Secondo uno studio di NanyangSingapore Technological University (NTU), pubblicato sulla rivista Nature Sustainability, la rapida urbanizzazione ha portato diverse città ad attingere troppe acque sotterranee per servire le loro popolazioni in crescita. Di conseguenza, il terreno si deposita. Ciò è particolarmente vero per le città asiatiche.
“Le città che soffrono di un rapido cedimento del territorio locale corrono un rischio maggiore di inondazioni rispetto a quelle che potrebbero essere colpite dai cambiamenti climatici”, afferma lo studio.
Il centro urbano più popoloso del Vietname il principale polo degli affari, Ho Chi Minh City, sta affondando più velocemente di 48 grandi città costiere di tutto il mondo. Il porto meridionale del Bangladesh di Chittagong è il secondo della lista, mentre la città indiana di Ahmedabad, la capitale indonesiana Giakarta e l'hub commerciale del Myanmar Yangon sono rispettivamente al terzo, quarto e quinto posto.

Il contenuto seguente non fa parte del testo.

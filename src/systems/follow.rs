//! Kinematic follow for characters carrying a [`FollowBehavior`].
//!
//! Runs after input and before physics. A following body has physics turned
//! off, so this system is the only thing moving it; the target is read as it
//! stood at the start of the physics step.
use bevy_ecs::prelude::*;
use log::debug;

use crate::components::character::Character;
use crate::components::follow::{FollowBehavior, FollowStep};
use crate::components::mapposition::MapPosition;

pub fn follow_system(
    mut followers: Query<(&mut Character, &FollowBehavior, &mut MapPosition)>,
    targets: Query<&MapPosition, Without<FollowBehavior>>,
) {
    for (mut character, follow, mut position) in followers.iter_mut() {
        if !follow.is_following() {
            continue;
        }
        let Some(target) = follow.target() else {
            continue;
        };
        let Ok(target_pos) = targets.get(target) else {
            debug!("{} follow target {:?} has no position", character.id(), target);
            continue;
        };
        match follow.step(position.pos(), target_pos.pos()) {
            FollowStep::Teleport(to) => position.set_pos(to),
            FollowStep::Glide { to, facing } => {
                position.set_pos(to);
                character.follow_moved(facing);
            }
            FollowStep::Hold => character.follow_settled(),
        }
    }
}
//! Follow behavior for the inactive Shadow.
//!
//! While engaged, the follower is carried kinematically towards
//! `target position + offset`: it teleports when it fell too far behind (so it
//! can never get stuck behind geometry), glides by a fixed lerp factor per
//! tick when it is merely behind, and holds still once it is close enough.
//!
//! The target is a plain [`Entity`] handle. It is never owned; if the target
//! disappears the follow system simply skips the tick.
//!
//! Engaging disables the follower's physics body and disengaging re-enables
//! it, in the same call, so no physics step ever sees a half-switched body.
//!
//! # Related
//!
//! - [`crate::systems::follow::follow_system`] – applies [`FollowBehavior::step`] each tick
//! - [`crate::resources::coordinator::SwitchCoordinator`] – engages/disengages on switch

use bevy_ecs::prelude::{Component, Entity};
use glam::DVec2;

use crate::components::character::Facing;
use crate::components::rigidbody::RigidBody;

pub const DEFAULT_FOLLOW_OFFSET: DVec2 = DVec2::new(20.0, -5.0);
pub const DEFAULT_LERP_FACTOR: f64 = 0.05;
pub const DEFAULT_TELEPORT_THRESHOLD: f64 = 150.0;
pub const DEFAULT_SETTLE_DISTANCE: f64 = 5.0;

/// Outcome of one follow tick.
#[derive(Debug, Clone, Copy, PartialEq)]
pub enum FollowStep {
    /// Too far behind: jump straight to the target point.
    Teleport(DVec2),
    /// Move part of the way. `facing` is `None` when the target is straight
    /// above or below.
    Glide { to: DVec2, facing: Option<Facing> },
    /// Close enough already.
    Hold,
}

#[derive(Component, Debug, Clone, PartialEq)]
pub struct FollowBehavior {
    target: Option<Entity>,
    /// Offset from the target's position.
    pub offset: DVec2,
    /// Fraction of the remaining distance covered per tick, in (0, 1].
    pub lerp_factor: f64,
    /// Beyond this distance the follower teleports.
    pub teleport_threshold: f64,
    /// Within this distance the follower stays put.
    pub settle_distance: f64,
    following: bool,
}

impl Default for FollowBehavior {
    fn default() -> Self {
        Self::new(
            DEFAULT_FOLLOW_OFFSET,
            DEFAULT_LERP_FACTOR,
            DEFAULT_TELEPORT_THRESHOLD,
        )
    }
}

impl FollowBehavior {
    /// Create a disengaged behavior.
    pub fn new(offset: DVec2, lerp_factor: f64, teleport_threshold: f64) -> Self {
        Self {
            target: None,
            offset,
            lerp_factor,
            teleport_threshold,
            settle_distance: DEFAULT_SETTLE_DISTANCE,
            following: false,
        }
    }

    pub fn with_settle_distance(mut self, settle_distance: f64) -> Self {
        self.settle_distance = settle_distance;
        self
    }

    pub fn is_following(&self) -> bool {
        self.following
    }

    pub fn target(&self) -> Option<Entity> {
        self.target
    }

    /// Engage on `target` and hand `body` over to kinematic control.
    pub fn start_following(&mut self, target: Entity, body: &mut RigidBody) {
        self.following = true;
        self.target = Some(target);
        body.disable();
    }

    /// Disengage and give `body` back to the physics backend.
    pub fn stop_following(&mut self, body: &mut RigidBody) {
        self.following = false;
        self.target = None;
        body.enable();
    }

    /// Point the follower is heading for.
    pub fn target_point(&self, target_pos: DVec2) -> DVec2 {
        target_pos + self.offset
    }

    /// Decide this tick's movement from the follower's and target's positions.
    pub fn step(&self, current: DVec2, target_pos: DVec2) -> FollowStep {
        let goal = self.target_point(target_pos);
        let distance = current.distance(goal);

        if distance > self.teleport_threshold {
            FollowStep::Teleport(goal)
        } else if distance > self.settle_distance {
            let facing = if goal.x < current.x {
                Some(Facing::Left)
            } else if goal.x > current.x {
                Some(Facing::Right)
            } else {
                None
            };
            FollowStep::Glide {
                to: current.lerp(goal, self.lerp_factor),
                facing,
            }
        } else {
            FollowStep::Hold
        }
    }
}

#[cfg(test)]
mod tests {
    use super::*;

    fn approx(a: DVec2, b: DVec2) -> bool {
        a.distance(b) < 1e-9
    }

    #[test]
    fn test_far_target_teleports_exactly() {
        let f = FollowBehavior::default();
        // 200 units away from the goal (500 + 20, 500 - 5).
        let current = DVec2::new(320.0, 495.0);
        let step = f.step(current, DVec2::new(500.0, 500.0));
        assert_eq!(step, FollowStep::Teleport(DVec2::new(520.0, 495.0)));
    }

    #[test]
    fn test_mid_distance_lerps() {
        let f = FollowBehavior::default();
        let current = DVec2::new(400.0, 495.0);
        let target = DVec2::new(500.0, 500.0);
        match f.step(current, target) {
            FollowStep::Glide { to, facing } => {
                let expected = DVec2::new(400.0 + (520.0 - 400.0) * 0.05, 495.0);
                assert!(approx(to, expected));
                assert_eq!(facing, Some(Facing::Right));
            }
            other => panic!("expected glide, got {other:?}"),
        }
    }

    #[test]
    fn test_threshold_distance_is_not_a_teleport() {
        let f = FollowBehavior::default();
        let current = DVec2::new(520.0 + 150.0, 495.0);
        match f.step(current, DVec2::new(500.0, 500.0)) {
            FollowStep::Glide { facing, .. } => assert_eq!(facing, Some(Facing::Left)),
            other => panic!("expected glide, got {other:?}"),
        }
    }

    #[test]
    fn test_close_enough_holds() {
        let f = FollowBehavior::default();
        let current = DVec2::new(523.0, 499.0);
        assert_eq!(f.step(current, DVec2::new(500.0, 500.0)), FollowStep::Hold);
    }

    #[test]
    fn test_vertical_only_glide_has_no_facing() {
        let f = FollowBehavior::default();
        let current = DVec2::new(520.0, 400.0);
        match f.step(current, DVec2::new(500.0, 500.0)) {
            FollowStep::Glide { facing, .. } => assert_eq!(facing, None),
            other => panic!("expected glide, got {other:?}"),
        }
    }

    #[test]
    fn test_engage_toggles_physics_atomically() {
        let mut f = FollowBehavior::default();
        let mut body = RigidBody::new();
        let mut world = bevy_ecs::world::World::new();
        let target = world.spawn_empty().id();
        f.start_following(target, &mut body);
        assert!(f.is_following());
        assert_eq!(f.target(), Some(target));
        assert!(!body.enabled);
        f.stop_following(&mut body);
        assert!(!f.is_following());
        assert_eq!(f.target(), None);
        assert!(body.enabled);
    }
}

“Molti di questi si stanno rapidamente abbassando lungo le costele città sono megalopoli in rapida crescita. Le elevate richieste di estrazione delle acque sotterranee e le dense strutture edilizie contribuiscono alla subsidenza localizzata del terreno", afferma lo studio.
Secondo il Gruppo intergovernativo sui cambiamenti climatici delle Nazioni Unite, entro il 2050, più di un miliardo di persone vivranno in città costiere a rischio a causa dell’innalzamento del livello del mare.
I funzionari dell'IPCC affermano che il livello globale del mare potrebbe aumentare di 60 cm entro la fine del secolo, anche se le emissioni di gas serra diminuiranno drasticamente.